**DATA RECORDS**
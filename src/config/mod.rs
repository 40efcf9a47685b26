#[cfg(feature = "cli")]
pub mod cli;
pub mod settings;
pub mod toml_config;

#[cfg(feature = "cli")]
pub use cli::CliConfig;
pub use toml_config::TomlConfig;
//! Gas consumption and cost for a training program.
//!
//! One session per student per week. Compressed air is breathed for the
//! session, nitrogen is added at a fixed ratio of the air volume, and pure
//! oxygen is breathed during recovery. Ventilation is assumed constant
//! across both phases.

use crate::domain::model::{BudgetInputs, BudgetResult, GasUsage};

pub const DEFAULT_CONTINGENCY: f64 = 0.10;

/// Nitrogen added per unit of air to build the hypoxic mixture.
pub const NITROGEN_TO_AIR_RATIO: f64 = 0.05;

pub const LITERS_PER_CUBIC_METER: f64 = 1000.0;

fn usage(per_session_m3: f64, sessions_per_week: f64, weeks: f64, price: f64) -> GasUsage {
    let weekly_m3 = per_session_m3 * sessions_per_week;
    let weekly_cost = weekly_m3 * price;
    GasUsage {
        per_session_m3,
        weekly_m3,
        total_m3: weekly_m3 * weeks,
        weekly_cost,
        total_cost: weekly_cost * weeks,
    }
}

/// Computes per-session, weekly and total volumes and costs.
///
/// No validation happens here; callers supply non-negative inputs.
pub fn estimate(inputs: &BudgetInputs) -> BudgetResult {
    let sessions_per_week = f64::from(inputs.students_per_week);
    let weeks = f64::from(inputs.weeks);

    let air_per_session =
        inputs.ventilation_rate * inputs.session_duration_minutes / LITERS_PER_CUBIC_METER;
    let nitrogen_per_session = air_per_session * NITROGEN_TO_AIR_RATIO;
    let oxygen_per_session =
        inputs.ventilation_rate * inputs.recovery_duration_minutes / LITERS_PER_CUBIC_METER;

    let air = usage(air_per_session, sessions_per_week, weeks, inputs.price_air);
    let nitrogen = usage(nitrogen_per_session, sessions_per_week, weeks, inputs.price_nitrogen);
    let oxygen = usage(oxygen_per_session, sessions_per_week, weeks, inputs.price_oxygen);

    let total_cost = air.total_cost + nitrogen.total_cost + oxygen.total_cost;
    let total_cost_with_contingency = total_cost * (1.0 + inputs.contingency_percentage);

    tracing::debug!(
        "Budget: {} sessions/week x {} weeks, air {:.3} m3, N2 {:.3} m3, O2 {:.3} m3 per session, total {:.2}",
        inputs.students_per_week,
        inputs.weeks,
        air_per_session,
        nitrogen_per_session,
        oxygen_per_session,
        total_cost
    );

    BudgetResult {
        air,
        nitrogen,
        oxygen,
        total_cost,
        total_cost_with_contingency,
    }
}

**WORK REQUIRED**
Going through the entries, return every line holding the word "GasUsage".

**EXPECTED ANSWER**
use crate::domain::model::{BudgetInputs, BudgetResult, GasUsage};
fn usage(per_session_m3: f64, sessions_per_week: f64, weeks: f64, price: f64) -> GasUsage {
    GasUsage {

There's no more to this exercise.